Where is Private Dulaney? is an ABC News-produced docuseries that is scatter-shot and light on new details outside newspaper clippings.
We review the Hulu docuseries Where is Private Dulaney?, which was released on November 16th, 2022.
This ABC News-produced docuseries is scatter-shot and light on new detail. Where is Private Dulaney? is a worthy subject matter worth your time. However, it’s more of a stepping stone designed to rattle government officials to cough up more information. Like a short film used as an outline. A small sample to give the studio a taste of what a feature could look like. I fully expect a documentary in the future will benefit from the Hulu crime documentary’s release.
The story follows the dogged determination of the family of Private Dulaney. The U.S. Marine Corps soldier went missing in 1979. According to the officers at the base, Dulaney went absent without official leave (AWOL). This is during the time post-Vietnam war, where the conflict (and, for that matter, the draft) has left the number of military soldiers dwindling. According to the docuseries, the Marines would take anybody. Dulaney’s mother begins to kick at a Carolina hornet’s nest of seedy settings and shady characters. Including military officers at Camp Lejune.
Do you want the gist? When Dulaney goes missing, the military wants to cover it up with an AWOL stamp of approval. The Dulaney family (including Carol and her sons, Michael and Greg) runs into serial killers, gun runners, drug and smoke-filled back-alley rooms, and even a bloody cult. That’s right, in a decade filled with anti-government trust and paranoia, investigators think Private Delaney may have been involved in a cult-like activity. This is something you would find commonplace in movies during that time.
Director Joshua Bennett (Atlanta’s Lost and Murdered: The Missing Children) directs this three-part series that needs a quality dosage of Ritalin. The story is sporadic. Their documentary has trouble remaining focused as if it wants to throw red herrings everywhere to distract you from the facts. This feels like filler for a series that is light on new facts of the case. The reason is, most likely, the government has never responded to the request by the filmmakers here, even under the freedom of information act, which requires the government to produce information.
While the story adequately shows you Dulaney’s timeline and history growing up in West Virginia and joining the military, it loses steam quickly. The docuseries recants interviews with family, friends, and private investigators. However, much goes over reported newspaper clippings decades prior.
Part of the problem, or what some may call charm, is the color the series tries to add to pull in the viewer. While the story is interesting, as investigating the murder and solving the mystery of Where is Private Delaney? holds your attention, the bigger picture is the question of what was happening at Fort Lejume on a broader scale.
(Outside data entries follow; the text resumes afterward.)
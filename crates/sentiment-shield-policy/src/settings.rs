//! User settings: enabled flag, blocked categories and allow-list
//!
//! Stored settings may be partial or stale. Deserialization fills every
//! missing piece with its default instead of failing, and unknown category
//! keys are ignored.

use sentiment_shield_core::{Category, Error, Result};
use serde::de::{Deserializer, MapAccess, Visitor};
use serde::ser::{SerializeMap, Serializer};
use serde::{Deserialize, Serialize};
use std::collections::BTreeMap;
use std::fmt;

/// Which categories the user wants hidden
#[derive(Debug, Clone, Copy, PartialEq, Eq)]
pub struct BlockedCategories([bool; Category::COUNT]);

impl Default for BlockedCategories {
    fn default() -> Self {
        let mut blocked = Self([false; Category::COUNT]);
        blocked.set(Category::Anger, true);
        blocked.set(Category::Toxic, true);
        blocked
    }
}

impl BlockedCategories {
    /// Nothing blocked
    pub fn none() -> Self {
        Self([false; Category::COUNT])
    }

    pub fn is_blocked(&self, category: Category) -> bool {
        self.0[category.index()]
    }

    pub fn set(&mut self, category: Category, blocked: bool) {
        self.0[category.index()] = blocked;
    }

    /// Flip a category, returning the new state
    pub fn toggle(&mut self, category: Category) -> bool {
        let blocked = !self.is_blocked(category);
        self.set(category, blocked);
        blocked
    }

    /// Blocked categories in declaration order
    pub fn blocked(&self) -> impl Iterator<Item = Category> + '_ {
        Category::ALL.into_iter().filter(|c| self.is_blocked(*c))
    }

    /// Apply the known entries of a name → flag map
    pub fn merge(&mut self, entries: &BTreeMap<String, bool>) {
        for (name, blocked) in entries {
            if let Ok(category) = name.parse::<Category>() {
                self.set(category, *blocked);
            }
        }
    }
}

impl Serialize for BlockedCategories {
    fn serialize<S: Serializer>(&self, serializer: S) -> std::result::Result<S::Ok, S::Error> {
        let mut map = serializer.serialize_map(Some(Category::COUNT))?;
        for category in Category::ALL {
            map.serialize_entry(category.as_str(), &self.is_blocked(category))?;
        }
        map.end()
    }
}

impl<'de> Deserialize<'de> for BlockedCategories {
    fn deserialize<D: Deserializer<'de>>(deserializer: D) -> std::result::Result<Self, D::Error> {
        struct BlockedVisitor;

        impl<'de> Visitor<'de> for BlockedVisitor {
            type Value = BlockedCategories;

            fn expecting(&self, f: &mut fmt::Formatter<'_>) -> fmt::Result {
                f.write_str("a map of category names to booleans")
            }

            fn visit_map<A: MapAccess<'de>>(
                self,
                mut access: A,
            ) -> std::result::Result<Self::Value, A::Error> {
                let mut entries = BTreeMap::new();
                while let Some((name, blocked)) = access.next_entry::<String, bool>()? {
                    entries.insert(name, blocked);
                }
                let mut blocked = BlockedCategories::default();
                blocked.merge(&entries);
                Ok(blocked)
            }
        }

        deserializer.deserialize_map(BlockedVisitor)
    }
}

/// Authors and keywords that bypass blocking
#[derive(Debug, Clone, Default, PartialEq, Eq, Serialize, Deserialize)]
pub struct AllowList {
    #[serde(default)]
    pub users: Vec<String>,

    #[serde(default)]
    pub keywords: Vec<String>,
}

impl AllowList {
    /// Add a user; a leading `@` is dropped and case is folded.
    ///
    /// Returns `false` when the user was already listed.
    pub fn add_user(&mut self, user: &str) -> Result<bool> {
        let user = normalize_author(user);
        if user.is_empty() {
            return Err(Error::policy("allow-listed user must not be empty"));
        }
        Ok(push_unique(&mut self.users, user))
    }

    /// Add a keyword. Returns `false` when it was already listed.
    pub fn add_keyword(&mut self, keyword: &str) -> Result<bool> {
        let keyword = keyword.trim();
        if keyword.is_empty() {
            return Err(Error::policy("allow-listed keyword must not be empty"));
        }
        Ok(push_unique(&mut self.keywords, keyword.to_string()))
    }

    /// Remove a user. Returns `true` when something was removed.
    pub fn remove_user(&mut self, user: &str) -> bool {
        let user = normalize_author(user);
        remove_matching(&mut self.users, &user)
    }

    /// Remove a keyword. Returns `true` when something was removed.
    pub fn remove_keyword(&mut self, keyword: &str) -> bool {
        remove_matching(&mut self.keywords, keyword.trim())
    }

    pub fn is_empty(&self) -> bool {
        self.users.is_empty() && self.keywords.is_empty()
    }
}

/// Trim, drop `@` and lowercase an author handle
pub fn normalize_author(author: &str) -> String {
    author.trim().replace('@', "").to_lowercase()
}

fn push_unique(list: &mut Vec<String>, value: String) -> bool {
    if list.iter().any(|v| v.eq_ignore_ascii_case(&value)) {
        return false;
    }
    list.push(value);
    true
}

fn remove_matching(list: &mut Vec<String>, value: &str) -> bool {
    let before = list.len();
    list.retain(|v| !v.eq_ignore_ascii_case(value));
    list.len() != before
}

/// User settings consulted by the policy filter and the scanner
#[derive(Debug, Clone, PartialEq, Serialize, Deserialize)]
#[serde(rename_all = "camelCase")]
pub struct Settings {
    #[serde(default = "default_true")]
    pub enabled: bool,

    #[serde(default)]
    pub blocked_emotions: BlockedCategories,

    #[serde(default)]
    pub whitelist: AllowList,
}

impl Default for Settings {
    fn default() -> Self {
        Self {
            enabled: true,
            blocked_emotions: BlockedCategories::default(),
            whitelist: AllowList::default(),
        }
    }
}

fn default_true() -> bool {
    true
}

impl Settings {
    /// Merge a runtime update into these settings.
    ///
    /// Present fields replace, absent fields are kept. Category flags merge
    /// key by key; an allow-list replaces the whole list, with missing
    /// arrays treated as empty.
    pub fn apply(&mut self, update: &SettingsUpdate) {
        if let Some(enabled) = update.enabled {
            self.enabled = enabled;
        }
        if let Some(entries) = &update.blocked_emotions {
            self.blocked_emotions.merge(entries);
        }
        if let Some(whitelist) = &update.whitelist {
            self.whitelist = whitelist.clone();
        }
    }
}

/// Partial settings change delivered at runtime
#[derive(Debug, Clone, Default, PartialEq, Serialize, Deserialize)]
#[serde(rename_all = "camelCase")]
pub struct SettingsUpdate {
    #[serde(default, skip_serializing_if = "Option::is_none")]
    pub enabled: Option<bool>,

    #[serde(default, skip_serializing_if = "Option::is_none")]
    pub blocked_emotions: Option<BTreeMap<String, bool>>,

    #[serde(default, skip_serializing_if = "Option::is_none")]
    pub whitelist: Option<AllowList>,
}

impl SettingsUpdate {
    pub fn enabled(enabled: bool) -> Self {
        Self {
            enabled: Some(enabled),
            ..Default::default()
        }
    }

    pub fn block(category: Category, blocked: bool) -> Self {
        let mut entries = BTreeMap::new();
        entries.insert(category.as_str().to_string(), blocked);
        Self {
            blocked_emotions: Some(entries),
            ..Default::default()
        }
    }

    pub fn whitelist(whitelist: AllowList) -> Self {
        Self {
            whitelist: Some(whitelist),
            ..Default::default()
        }
    }
}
Over 200 marines went AWOL in a short period, and many are still missing. Considering the news stories of the past couple of years of deaths and soldiers found murdered away from bases in the past few years, it seems prudent to wonder what was transpiring at the base without the internet, smartphones, and cloud-based security cameras.
A more succinct documentary film will be made about this subject in the future.